The London borough of Tower Hamlets has launched a campaign – ‘Breathe Clean’ – aimed at raising awareness of issues relating to air pollution.
As part of the campaign, the council is working with the NHS, Transport for London (TfL) and environmental groups to encourage drivers to switch off their engines when stopped near schools.
Other actions will include the introduction of green spaces in areas of high pollution, the council says, as well as improving the take-up of sustainable transport.
Air pollution levels in Tower Hamlets are the fifth worst of any London borough, the council claims, and exceed EU air quality limits for nitrogen dioxide pollution.
John Biggs, Mayor of Tower Hamlets said: “We’re one of the best boroughs in London for transport connections.
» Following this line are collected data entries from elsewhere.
//! OAuth credential brokering for the amber-relay platform.
//!
//! This crate provides:
//!
//! - **CredentialBroker**: One account's OAuth token lifecycle, from lazy
//!   acquisition and refresh-before-expiry through rotation persistence and
//!   authenticated request execution
//! - **ProviderTokenSpec**: Per-provider capabilities (token URL resolution,
//!   credential transmission mode, extra refresh parameters) as plain
//!   configuration instead of per-provider subclasses
//! - **BrokerRegistry**: Explicit account-to-broker map with
//!   creation-on-first-use
//! - **RateLimiter**: Per-account request budgeting for provider calls
//!
//! Access tokens live only in process memory; refresh tokens live inside the
//! account's encrypted config blob and are written back on rotation.

pub mod broker;
pub mod error;
pub mod provider;
pub mod rate_limit;
pub mod registry;
pub mod token;

pub use broker::CredentialBroker;
pub use error::BrokerError;
pub use provider::{AuthStyle, ConfigFieldTokenUrl, ProviderTokenSpec, StaticTokenUrl, TokenUrlResolver};
pub use rate_limit::{RateLimitConfig, RateLimitResult, RateLimiter};
pub use registry::BrokerRegistry;
pub use token::{HttpTokenClient, RefreshRequest, TokenClient, TokenGrant};
//! The account model: one configured external integration.
//!
//! An account pairs a connector type (e.g. "issue_tracker", "code_host",
//! "mailbox") with the encrypted configuration blob that connector needs to
//! reach one concrete instance of the service. Everything secret (refresh
//! tokens, client secrets, tenant hostnames) lives inside the blob; this
//! record itself is safe to list and log.

use crate::cipher::ConfigCipher;
use crate::error::AccountError;
use amber_relay_core::AccountId;
use chrono::{DateTime, Utc};
use serde::{Deserialize, Serialize};
use serde_json::Value as JsonValue;

/// Status of an external account.
#[derive(Debug, Clone, Copy, PartialEq, Eq, Serialize, Deserialize)]
#[serde(rename_all = "snake_case")]
pub enum AccountStatus {
    /// Successfully connected and working.
    Connected,
    /// Connection failed or credentials invalid.
    Error,
    /// Awaiting OAuth completion or initial connection.
    Pending,
}

impl AccountStatus {
    pub(crate) fn as_str(&self) -> &'static str {
        match self {
            Self::Connected => "connected",
            Self::Error => "error",
            Self::Pending => "pending",
        }
    }

    pub(crate) fn from_str_value(s: &str) -> Self {
        match s {
            "connected" => Self::Connected,
            "error" => Self::Error,
            _ => Self::Pending,
        }
    }
}

/// A configured external account.
#[derive(Debug, Clone, Serialize, Deserialize)]
pub struct Account {
    /// Account ID.
    pub id: AccountId,
    /// User-provided name/label (e.g. "acme", "work-mail").
    pub name: String,
    /// Type of connector (e.g. "issue_tracker", "code_host", "mailbox").
    pub connector_type: String,
    /// Whether this account participates in preload and fan-out queries.
    pub enabled: bool,
    /// Current connection status.
    pub status: AccountStatus,
    /// Error message if status is error.
    pub error_message: Option<String>,
    /// Encrypted configuration blob. Opaque outside the cipher seam.
    #[serde(skip)]
    pub config_blob: Vec<u8>,
    /// When the account was created.
    pub created_at: DateTime<Utc>,
    /// When the account was last updated.
    pub updated_at: DateTime<Utc>,
    /// When the account was last successfully used.
    pub last_used_at: Option<DateTime<Utc>>,
}

impl Account {
    /// Creates a new account with an already-encrypted config blob.
    #[must_use]
    pub fn new(name: String, connector_type: String, config_blob: Vec<u8>) -> Self {
        let now = Utc::now();
        Self {
            id: AccountId::new(),
            name,
            connector_type,
            enabled: true,
            status: AccountStatus::Pending,
            error_message: None,
            config_blob,
            created_at: now,
            updated_at: now,
            last_used_at: None,
        }
    }

    /// Sets the status to connected.
    pub fn mark_connected(&mut self) {
        self.status = AccountStatus::Connected;
        self.error_message = None;
        self.updated_at = Utc::now();
    }

    /// Sets the status to error.
    pub fn mark_error(&mut self, message: String) {
        self.status = AccountStatus::Error;
        self.error_message = Some(message);
        self.updated_at = Utc::now();
    }

    /// Updates the last used timestamp.
    pub fn mark_used(&mut self) {
        self.last_used_at = Some(Utc::now());
        self.updated_at = Utc::now();
    }

    /// Decrypts and decodes the configuration blob.
    ///
    /// The decoded value is a JSON object; fields this layer does not know
    /// about are preserved as-is so they survive a decode/patch/encode cycle.
    ///
    /// # Errors
    ///
    /// Returns `AccountError::Cipher` if decryption fails, or
    /// `AccountError::InvalidConfig` if the plaintext is not a JSON object.
    pub fn decrypt_config(&self, cipher: &dyn ConfigCipher) -> Result<JsonValue, AccountError> {
        let plaintext = cipher.decrypt(&self.config_blob)?;
        let value: JsonValue =
            serde_json::from_slice(&plaintext).map_err(|e| AccountError::InvalidConfig {
                reason: e.to_string(),
            })?;
        if !value.is_object() {
            return Err(AccountError::InvalidConfig {
                reason: "config blob is not a JSON object".to_string(),
            });
        }
        Ok(value)
    }

    /// Encodes and encrypts a configuration value into a blob.
    ///
    /// # Errors
    ///
    /// Returns `AccountError::Cipher` if encryption fails.
    pub fn encrypt_config(
        cipher: &dyn ConfigCipher,
        config: &JsonValue,
    ) -> Result<Vec<u8>, AccountError> {
        let plaintext = serde_json::to_vec(config).map_err(|e| AccountError::InvalidConfig {
            reason: e.to_string(),
        })?;
        cipher.encrypt(&plaintext)
    }
}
We need use those sustainable connections to reduce pollution levels, improve the environment and make Tower Hamlets a healthier place to live, work and visit.”
Councillor Rachel Blake, Cabinet Member for Environment, added: “Some of the worst air quality in Tower Hamlets is in our more deprived areas and so the council has an ambitious plan to get air quality within legal limits.
“Our campaign to Breathe Clean encourages everyone to make a change to improve air quality in the borough.”
Among the initiatives taking place to mark the campaign, residents have been invited to free workshops this month, where they will be given wearable technology, such as jackets and gloves, that measure air quality on journeys around the borough.
The council is also encouraging residents to make use of a discount available for the use of Santander Cycle Hire memberships, which are being offered at a 50% reduced rate for residents of Tower Hamlets, Hackney and Islington.
Council officers will also be raising awareness of the impact of engine idling, by asking drivers to switch off their vehicles when stopped.
Vehicle idling is an offence against the Road Traffic (Vehicle Emissions) (Fixed Penalty) (England) Regulations 2002. The law states that is an offence to idle your engine unnecessarily when stationary.